Os limites da publicidade imobiliária frente ao código de defesa do consumidor na venda de lançamentos
A promessa de um estilo de vida perfeito ilustrada em um folder de lançamento raramente coincide com a realidade da entrega das chaves. O que vemos nos estandes de vendas, com suas maquetes iluminadas e plantas decoradas, compõe uma estratégia de marketing altamente persuasiva. Contudo, essa publicidade não é um cheque em branco para a construtora. O Código de Defesa do Consumidor (CDC) estabelece limites claros que muitas vezes são ignorados por compradores ansiosos ou por imobiliárias que priorizam a conversão imediata sobre a transparência técnica.
A força vinculante do material publicitário
O artigo 30 do CDC é o pilar que sustenta a segurança jurídica na compra de imóveis na planta. Ele determina que toda oferta de produto ou serviço obriga o fornecedor a cumprir o que foi anunciado. Se a propaganda afirma que o condomínio contará com uma área de lazer completa, piscina aquecida ou automação predial, esses itens integram o contrato, independentemente de estarem detalhados nas cláusulas miúdas.

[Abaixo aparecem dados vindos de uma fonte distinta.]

//! Similarity search over surrogates

use serde::{Deserialize, Serialize};
use uuid::Uuid;

use crate::error::{Error, Result};

/// A searchable surrogate and the identifier of the element it stands for
#[derive(Debug, Clone, PartialEq, Serialize, Deserialize)]
pub struct SurrogateRecord {
    /// Link to the payload store
    pub id: Uuid,
    /// Text the embedding was computed from
    pub surrogate: String,
    /// Embedding of `surrogate`
    pub embedding: Vec<f32>,
}

/// A ranked search hit
#[derive(Debug, Clone, Copy, PartialEq)]
pub struct SearchHit {
    pub id: Uuid,
    pub similarity: f32,
}

/// Brute-force cosine search over surrogate embeddings.
///
/// Records keep insertion order, which breaks ties between equal scores.
#[derive(Debug, Clone, Default, Serialize, Deserialize)]
pub struct SearchStore {
    dimensions: usize,
    records: Vec<SurrogateRecord>,
}

impl SearchStore {
    /// Create an empty store for `dimensions`-wide embeddings
    pub fn new(dimensions: usize) -> Self {
        Self {
            dimensions,
            records: Vec::new(),
        }
    }

    /// Embedding width
    pub fn dimensions(&self) -> usize {
        self.dimensions
    }

    /// Add a record
    pub fn insert(&mut self, record: SurrogateRecord) -> Result<()> {
        if record.embedding.len() != self.dimensions {
            return Err(Error::Validation(format!(
                "embedding for record {} has {} dimensions, store expects {}",
                record.id,
                record.embedding.len(),
                self.dimensions
            )));
        }
        self.records.push(record);
        Ok(())
    }

    /// Records in insertion order
    pub fn records(&self) -> &[SurrogateRecord] {
        &self.records
    }

    pub fn len(&self) -> usize {
        self.records.len()
    }

    pub fn is_empty(&self) -> bool {
        self.records.is_empty()
    }

    /// Rank all records against a query embedding.
    ///
    /// Returns at most `top_k` hits, best first, dropping those below
    /// `min_similarity` when set.
    pub fn search(
        &self,
        query: &[f32],
        top_k: usize,
        min_similarity: Option<f32>,
    ) -> Result<Vec<SearchHit>> {
        if self.records.is_empty() || top_k == 0 {
            return Ok(Vec::new());
        }
        if query.len() != self.dimensions {
            return Err(Error::Validation(format!(
                "query embedding has {} dimensions, store expects {}",
                query.len(),
                self.dimensions
            )));
        }

        let mut hits: Vec<SearchHit> = self
            .records
            .iter()
            .map(|record| SearchHit {
                id: record.id,
                similarity: cosine_similarity(query, &record.embedding),
            })
            .filter(|hit| min_similarity.map_or(true, |floor| hit.similarity >= floor))
            .collect();

        // Stable sort keeps insertion order for equal scores
        hits.sort_by(|a, b| b.similarity.total_cmp(&a.similarity));
        hits.truncate(top_k);

        Ok(hits)
    }
}

/// Cosine similarity; zero vectors score 0.0
pub fn cosine_similarity(a: &[f32], b: &[f32]) -> f32 {
    if a.is_empty() || b.is_empty() {
        return 0.0;
    }
    let dot: f32 = a.iter().zip(b).map(|(x, y)| x * y).sum();
    let norm_a = a.iter().map(|v| v * v).sum::<f32>().sqrt();
    let norm_b = b.iter().map(|v| v * v).sum::<f32>().sqrt();
    if norm_a == 0.0 || norm_b == 0.0 {
        return 0.0;
    }
    dot / (norm_a * norm_b)
}
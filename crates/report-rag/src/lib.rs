//! report-rag: question answering over a financial report
//!
//! Tables are summarized by a language model and the summaries are indexed
//! for search, while the original tables and text blocks are kept in a
//! separate payload store linked by identifier. Queries rank surrogates and
//! return the original elements, which ground the final answer.

pub mod config;
pub mod context;
pub mod error;
pub mod generation;
pub mod ingestion;
pub mod processing;
pub mod providers;
pub mod retrieval;
pub mod server;
pub mod types;

pub use config::{Credentials, RagConfig};
pub use context::{AppContext, ProcessStage};
pub use error::{Error, Result};
pub use retrieval::{IndexInput, IndexSnapshot, RetrieverBinding};
pub use types::{
    Answer, Element, ElementKind, IndexStats, ProcessReport, RetrievedElement, SummarizedTable,
};
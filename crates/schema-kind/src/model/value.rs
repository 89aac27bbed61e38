//! Values checked against kinds.
//!
//! A value carries exactly one native representation. Text and byte
//! payloads are borrowed where possible so validation never copies them.

use std::borrow::Cow;
use std::fmt;

use chrono::{DateTime, TimeDelta, Utc};

use crate::model::Kind;

/// Runtime type tag of a [`Value`].
#[derive(Debug, Clone, Copy, PartialEq, Eq, Hash)]
pub enum NativeType {
    String,
    Bytes,
    Int8,
    Uint8,
    Int16,
    Uint16,
    Int32,
    Uint32,
    Int64,
    Uint64,
    Bool,
    Time,
    Duration,
    Float32,
    Float64,
    Json,
}

impl NativeType {
    /// Returns the Rust-facing name used in mismatch errors.
    pub fn name(self) -> &'static str {
        match self {
            NativeType::String => "string",
            NativeType::Bytes => "bytes",
            NativeType::Int8 => "i8",
            NativeType::Uint8 => "u8",
            NativeType::Int16 => "i16",
            NativeType::Uint16 => "u16",
            NativeType::Int32 => "i32",
            NativeType::Uint32 => "u32",
            NativeType::Int64 => "i64",
            NativeType::Uint64 => "u64",
            NativeType::Bool => "bool",
            NativeType::Time => "DateTime<Utc>",
            NativeType::Duration => "TimeDelta",
            NativeType::Float32 => "f32",
            NativeType::Float64 => "f64",
            NativeType::Json => "json",
        }
    }

    /// Returns the simplest kind with this native type.
    ///
    /// Kinds that share a native type with a simpler kind (integer, decimal,
    /// enum and address) are never returned.
    pub fn simplest_kind(self) -> Kind {
        match self {
            NativeType::String => Kind::String,
            NativeType::Bytes => Kind::Bytes,
            NativeType::Int8 => Kind::Int8,
            NativeType::Uint8 => Kind::Uint8,
            NativeType::Int16 => Kind::Int16,
            NativeType::Uint16 => Kind::Uint16,
            NativeType::Int32 => Kind::Int32,
            NativeType::Uint32 => Kind::Uint32,
            NativeType::Int64 => Kind::Int64,
            NativeType::Uint64 => Kind::Uint64,
            NativeType::Bool => Kind::Bool,
            NativeType::Time => Kind::Time,
            NativeType::Duration => Kind::Duration,
            NativeType::Float32 => Kind::Float32,
            NativeType::Float64 => Kind::Float64,
            NativeType::Json => Kind::Json,
        }
    }
}

impl fmt::Display for NativeType {
    fn fmt(&self, f: &mut fmt::Formatter<'_>) -> fmt::Result {
        f.write_str(self.name())
    }
}

/// A dynamically typed value.
#[derive(Debug, Clone, PartialEq)]
pub enum Value<'a> {
    String(Cow<'a, str>),
    Bytes(Cow<'a, [u8]>),
    Int8(i8),
    Uint8(u8),
    Int16(i16),
    Uint16(u16),
    Int32(i32),
    Uint32(u32),
    Int64(i64),
    Uint64(u64),
    Bool(bool),
    Time(DateTime<Utc>),
    Duration(TimeDelta),
    Float32(f32),
    Float64(f64),
    /// Raw JSON document, not yet known to be well-formed.
    Json(Cow<'a, [u8]>),
}

impl<'a> Value<'a> {
    /// Creates a JSON value from raw text or bytes.
    pub fn json(raw: impl Into<Cow<'a, [u8]>>) -> Self {
        Value::Json(raw.into())
    }

    /// Creates a JSON value from text.
    pub fn json_str(raw: &'a str) -> Self {
        Value::Json(Cow::Borrowed(raw.as_bytes()))
    }

    /// Returns the runtime type tag of this value.
    pub fn native_type(&self) -> NativeType {
        match self {
            Value::String(_) => NativeType::String,
            Value::Bytes(_) => NativeType::Bytes,
            Value::Int8(_) => NativeType::Int8,
            Value::Uint8(_) => NativeType::Uint8,
            Value::Int16(_) => NativeType::Int16,
            Value::Uint16(_) => NativeType::Uint16,
            Value::Int32(_) => NativeType::Int32,
            Value::Uint32(_) => NativeType::Uint32,
            Value::Int64(_) => NativeType::Int64,
            Value::Uint64(_) => NativeType::Uint64,
            Value::Bool(_) => NativeType::Bool,
            Value::Time(_) => NativeType::Time,
            Value::Duration(_) => NativeType::Duration,
            Value::Float32(_) => NativeType::Float32,
            Value::Float64(_) => NativeType::Float64,
            Value::Json(_) => NativeType::Json,
        }
    }

    /// Returns the simplest kind that can hold this value.
    pub fn infer_kind(&self) -> Kind {
        self.native_type().simplest_kind()
    }

    /// Detaches this value from any borrowed payload.
    pub fn into_owned(self) -> Value<'static> {
        match self {
            Value::String(s) => Value::String(Cow::Owned(s.into_owned())),
            Value::Bytes(b) => Value::Bytes(Cow::Owned(b.into_owned())),
            Value::Json(b) => Value::Json(Cow::Owned(b.into_owned())),
            Value::Int8(v) => Value::Int8(v),
            Value::Uint8(v) => Value::Uint8(v),
            Value::Int16(v) => Value::Int16(v),
            Value::Uint16(v) => Value::Uint16(v),
            Value::Int32(v) => Value::Int32(v),
            Value::Uint32(v) => Value::Uint32(v),
            Value::Int64(v) => Value::Int64(v),
            Value::Uint64(v) => Value::Uint64(v),
            Value::Bool(v) => Value::Bool(v),
            Value::Time(v) => Value::Time(v),
            Value::Duration(v) => Value::Duration(v),
            Value::Float32(v) => Value::Float32(v),
            Value::Float64(v) => Value::Float64(v),
        }
    }
}

/// Renders the payload for error messages; byte payloads are decoded lossily.
impl fmt::Display for Value<'_> {
    fn fmt(&self, f: &mut fmt::Formatter<'_>) -> fmt::Result {
        match self {
            Value::String(s) => f.write_str(s),
            Value::Bytes(b) | Value::Json(b) => f.write_str(&String::from_utf8_lossy(b)),
            Value::Int8(v) => write!(f, "{}", v),
            Value::Uint8(v) => write!(f, "{}", v),
            Value::Int16(v) => write!(f, "{}", v),
            Value::Uint16(v) => write!(f, "{}", v),
            Value::Int32(v) => write!(f, "{}", v),
            Value::Uint32(v) => write!(f, "{}", v),
            Value::Int64(v) => write!(f, "{}", v),
            Value::Uint64(v) => write!(f, "{}", v),
            Value::Bool(v) => write!(f, "{}", v),
            Value::Time(v) => write!(f, "{}", v.to_rfc3339()),
            Value::Duration(v) => write!(f, "{}", v),
            Value::Float32(v) => write!(f, "{}", v),
            Value::Float64(v) => write!(f, "{}", v),
        }
    }
}

/// Returns the simplest kind that can hold `value`.
///
/// Total: a value never fails inference. Integer, decimal, address and enum
/// kinds share their native type with string or bytes and need schema
/// context to tell apart, so they are never inferred.
pub fn infer_kind(value: &Value<'_>) -> Kind {
    value.infer_kind()
}

impl<'a> From<&'a str> for Value<'a> {
    fn from(v: &'a str) -> Self {
        Value::String(Cow::Borrowed(v))
    }
}

impl From<String> for Value<'static> {
    fn from(v: String) -> Self {
        Value::String(Cow::Owned(v))
    }
}

impl<'a> From<&'a [u8]> for Value<'a> {
    fn from(v: &'a [u8]) -> Self {
        Value::Bytes(Cow::Borrowed(v))
    }
}

impl From<Vec<u8>> for Value<'static> {
    fn from(v: Vec<u8>) -> Self {
        Value::Bytes(Cow::Owned(v))
    }
}

macro_rules! impl_from_copy {
    ($($ty:ty => $variant:ident),* $(,)?) => {
        $(
            impl From<$ty> for Value<'_> {
                fn from(v: $ty) -> Self {
                    Value::$variant(v)
                }
            }
        )*
    };
}

impl_from_copy! {
    i8 => Int8,
    u8 => Uint8,
    i16 => Int16,
    u16 => Uint16,
    i32 => Int32,
    u32 => Uint32,
    i64 => Int64,
    u64 => Uint64,
    bool => Bool,
    f32 => Float32,
    f64 => Float64,
    DateTime<Utc> => Time,
    TimeDelta => Duration,
}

Na prática, observamos casos em que construtoras tentam se eximir de responsabilidade alegando que as imagens eram meramente ilustrativas. Embora o termo tenha validade para elementos decorativos subjetivos, ele não se aplica a características estruturais ou itens de lazer prometidos. Se um empreendimento foi vendido com base em um memorial descritivo que omitiu mudanças posteriores significativas na planta, o comprador possui o direito de exigir o abatimento do preço, a execução do item conforme prometido ou até mesmo a rescisão contratual sem ônus.
O abismo entre a maquete e a realidade
Um cenário comum que gera litígios envolve a alteração unilateral de materiais de acabamento. Imagine uma família que investe no primeiro imóvel atraída por um anúncio que destaca “porcelanato de alto padrão” nas áreas comuns e, na entrega, depara-se com cerâmica comum de baixo custo. Esse desvio não é um detalhe estético irrelevante; é uma redução de valor patrimonial.
A falha na entrega do que foi prometido fere a boa-fé objetiva. Quando o corretor de imóveis omite informações essenciais ou exagera benefícios para acelerar a venda, a imobiliária assume um risco solidário. O profissional de vendas, muitas vezes pressionado por metas agressivas, pode acabar induzindo o cliente ao erro ao ignorar limitações técnicas do terreno ou restrições legais de zoneamento que já eram conhecidas pela incorporadora no momento do lançamento.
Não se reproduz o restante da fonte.